● **Task statement**: Return the count of lines in the following records that include "parsing", and nothing more.

● **Extracted records**:
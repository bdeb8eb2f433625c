//! Error types.
//!
//! The game itself cannot fail on player input; these cover the edges:
//! parsing colors typed on the command line, option counts outside the
//! color space, configuration files, and the terminal.

use std::path::PathBuf;

use thiserror::Error;

/// Errors from parsing a `#rrggbb` color string.
#[derive(Debug, Clone, PartialEq, Eq, Error)]
pub enum ColorParseError {
    #[error("empty color string")]
    Empty,
    #[error("color must start with '#'")]
    MissingHash,
    #[error("expected 6 hex digits after '#', got {0}")]
    InvalidLength(usize),
    #[error("invalid hex digit '{0}' (use 0-9 and lowercase a-f)")]
    InvalidHex(char),
}

/// Errors from building an option set.
#[derive(Debug, Clone, PartialEq, Eq, Error)]
pub enum BuildError {
    #[error("cannot build {0} distinct options (must be between 1 and 16777216)")]
    TooManyOptions(usize),
}

/// Errors that can occur when loading configuration.
#[derive(Debug, Error)]
pub enum ConfigError {
    #[error("Failed to read config file '{path}': {source}")]
    Read {
        path: PathBuf,
        #[source]
        source: std::io::Error,
    },

    #[error("Failed to parse config file '{path}': {source}")]
    Parse {
        path: PathBuf,
        #[source]
        source: toml::de::Error,
    },

    #[error("Config validation failed: {message}")]
    Validation { message: String },
}

/// Top-level error for the binary.
#[derive(Debug, Error)]
pub enum Error {
    #[error(transparent)]
    Config(#[from] ConfigError),

    #[error("invalid color: {0}")]
    Color(#[from] ColorParseError),

    #[error(transparent)]
    Build(#[from] BuildError),

    #[error("terminal error: {0}")]
    Io(#[from] std::io::Error),

    #[error("failed to encode JSON: {0}")]
    Json(#[from] serde_json::Error),
}

// ============================================================================
// TESTS
// ============================================================================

● **Result of the exercise**: 2